A study conducted by the researchers at UT Southwestern Medical Center and UT Dallas says that people living in the warmer parts of the world will now have to start worrying about kidney stones. According to the study, Global Warming may lead to the formation of what is called as the “kidney-stone belt” into warmer parts of US.
Kidney stones are caused due to dehydration, which the researchers suspect will increase due to global warming. Apparently, the incidences of kidney cases will be higher by 1.6 million to 2.2 million by 2050 due to higher temperatures; raising the cases by as much as 30 percent.
“This study is one of the first examples of global warming causing a direct medical consequence for humans,” said Dr. Margaret Pearle, professor of urology at UT Southwestern and senior author of the paper.
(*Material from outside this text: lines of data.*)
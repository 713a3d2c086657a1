//! Liveness endpoint.

use std::sync::Arc;

use axum::Json;
use axum::extract::State;
use event_store::EventStore;
use serde::Serialize;
use settlement::ZoneDirectory;

use crate::routes::AppState;

#[derive(Debug, Serialize)]
pub struct HealthResponse {
    pub status: &'static str,
    /// Active delivery zones; zero means checkout will refuse every order.
    pub served_zones: usize,
    pub projections: usize,
}

/// GET /health
pub async fn check<S: EventStore + Clone + 'static>(
    State(state): State<Arc<AppState<S>>>,
) -> Json<HealthResponse> {
    let served_zones = match state.engine.collaborators().zones.served_zones().await {
        Ok(zones) => zones.len(),
        Err(err) => {
            tracing::warn!(error = %err, "zone directory unavailable");
            0
        }
    };

    Json(HealthResponse {
        status: "ok",
        served_zones,
        projections: state.projection_processor.projection_count(),
    })
}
“There is a known geographic variation in stone disease that has been attributed to regional differences in temperature,” said Dr. Pearle. “When people relocate from areas of moderate temperature to areas with warmer climates, a rapid increase in stone risk has been observed. This has been shown in military deployments to the Middle East for instance.”
Kidney stone (nephrolithiasis) is a condition of the kidneys which is characterized by the formation of solid crystals of dissolved minerals in the urine. The risk factors for developing the condition are low volume of urine, low intake of liquids or serious dehydration.
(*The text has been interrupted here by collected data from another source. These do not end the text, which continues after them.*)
//! Order event scripts shared by the view tests.

use chrono::{DateTime, Duration, Utc};
use common::{AggregateId, DriverId, MerchantId, ProductId, UserId};
use domain::{
    Actor, Aggregate, Contact, DeliveryInfo, DomainEvent, GeoPoint, LineItem, LocationSource,
    Money, Order, OrderEvent, OrderPrices, OrderStatus, PlaceOrder, RouteLeg, TransitionContext,
    VerificationCode,
};
use event_store::{EventEnvelope, Version};

pub(crate) const PICKUP: &str = "PICK01";
pub(crate) const DELIVERY: &str = "DROP01";

pub(crate) fn envelope(order_id: AggregateId, version: i64, event: &OrderEvent) -> EventEnvelope {
    EventEnvelope::builder()
        .aggregate_id(order_id)
        .aggregate_type("Order")
        .event_type(event.event_type())
        .version(Version::new(version))
        .payload(event)
        .unwrap()
        .build()
}

/// Drives a real order aggregate and records its events as envelopes.
pub(crate) struct OrderScript {
    pub order: Order,
    pub order_id: AggregateId,
    pub merchant_id: MerchantId,
    pub envelopes: Vec<EventEnvelope>,
}

impl OrderScript {
    pub fn placed(zone_id: &str, fee_cents: i64) -> Self {
        Self::placed_with_eta(zone_id, fee_cents, Some(Utc::now() + Duration::hours(1)))
    }

    pub fn placed_with_eta(zone_id: &str, fee_cents: i64, eta: Option<DateTime<Utc>>) -> Self {
        let order_id = AggregateId::new();
        let merchant_id = MerchantId::new();
        let items = vec![LineItem::new(
            ProductId::new(),
            "Shiro",
            2,
            Money::from_cents(750),
        )];
        let cmd = PlaceOrder {
            order_id,
            user_id: UserId::new(),
            merchant_id,
            zone_id: zone_id.into(),
            items,
            prices: OrderPrices::new(
                Money::from_cents(1_500),
                Money::from_cents(fee_cents),
                Money::zero(),
            ),
            delivery_info: DeliveryInfo {
                destination: GeoPoint::new(9.03, 38.74),
                location_source: LocationSource::Gps,
                contact: Contact {
                    name: "Abel".into(),
                    phone: "+251911222333".into(),
                },
                notes: None,
                resolved_address: None,
                estimated_delivery_at: eta,
            },
            pickup_location: GeoPoint::new(9.01, 38.76),
            pickup_code: Some(VerificationCode::new(PICKUP)),
            delivery_code: Some(VerificationCode::new(DELIVERY)),
            payment: None,
            placed_at: Utc::now(),
        };

        let mut script = Self {
            order: Order::default(),
            order_id,
            merchant_id,
            envelopes: Vec::new(),
        };
        let events = script.order.place(cmd).unwrap();
        script.record(events);
        script
    }

    fn record(&mut self, events: Vec<OrderEvent>) {
        for event in events {
            let version = self.envelopes.len() as i64 + 1;
            self.envelopes
                .push(envelope(self.order_id, version, &event));
            self.order.apply(event);
        }
    }

    pub fn step(&mut self, actor: Actor, target: OrderStatus, ctx: TransitionContext) -> &mut Self {
        let events = self.order.transition(actor, target, ctx).unwrap();
        self.record(events);
        self
    }

    pub fn merchant(&mut self, target: OrderStatus) -> &mut Self {
        let actor = Actor::Merchant(self.merchant_id);
        self.step(actor, target, TransitionContext::default())
    }

    /// Walks the merchant half of the lifecycle up to READY_TO_DELIVER.
    pub fn ready(&mut self) -> &mut Self {
        self.merchant(OrderStatus::AcceptedByMerchant)
            .merchant(OrderStatus::InPreparation)
            .merchant(OrderStatus::ReadyToDeliver)
    }

    pub fn pick_up(&mut self, driver_id: DriverId) -> &mut Self {
        self.step(
            Actor::Driver(driver_id),
            OrderStatus::AcceptedByDriver,
            TransitionContext::default()
                .with_pickup_code(PICKUP)
                .with_location(GeoPoint::new(9.02, 38.77)),
        )
    }

    pub fn head_out(&mut self, driver_id: DriverId, km: f64) -> &mut Self {
        self.step(
            Actor::Driver(driver_id),
            OrderStatus::OnTheWay,
            TransitionContext::default().with_leg(RouteLeg::new(km, (km * 144.0) as i64, false)),
        )
    }

    pub fn complete(&mut self, driver_id: DriverId, km: f64) -> &mut Self {
        self.step(
            Actor::Driver(driver_id),
            OrderStatus::Completed,
            TransitionContext::default()
                .with_delivery_code(DELIVERY)
                .with_leg(RouteLeg::new(km, (km * 144.0) as i64, false)),
        )
    }

    /// Picks up, heads out and completes with the given leg lengths.
    pub fn deliver(&mut self, driver_id: DriverId, to_merchant_km: f64, to_customer_km: f64) -> &mut Self {
        self.ready()
            .pick_up(driver_id)
            .head_out(driver_id, to_merchant_km)
            .complete(driver_id, to_customer_km)
    }
}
In US, kidney-stone has been found to be a common problem, especially in the Southeast which has been described as the ‘kidney-stone belt’ due to the high number of cases, consisting of regions like Alabama, Arkansas, Florida, Georgia, Louisiana, Mississippi, North Carolina, South Carolina and Tennessee.
The researchers could co-relate the kidney stone cases with the variation in the temperature by recording the regional stone rates and local mean temperatures. The researchers then derived two mathematical models that co-related the temperature and the risks associated with the disease.
One of the models revealed that there may be an increase in the disease in the southern half of USA and the other model noted the increase in the upper Midwest.
“Obviously, this escalation is a problem when considering the costs associated with treating kidney-stone disease,” said co-author Dr. Yair Lotan, assistant professor of urology at UT Southwestern. “Nationwide, the cost of treating these new kidney-stone cases could rise as high as $1 billion.”
The findings can be implied worldwide where the change in temperature can be co-related to the kidney disease note Dr. Pearle and her colleagues. Therefore, the researchers are on their way of conducting more studies in near future.
The study has been published in the Proceedings of the National Academy of Sciences.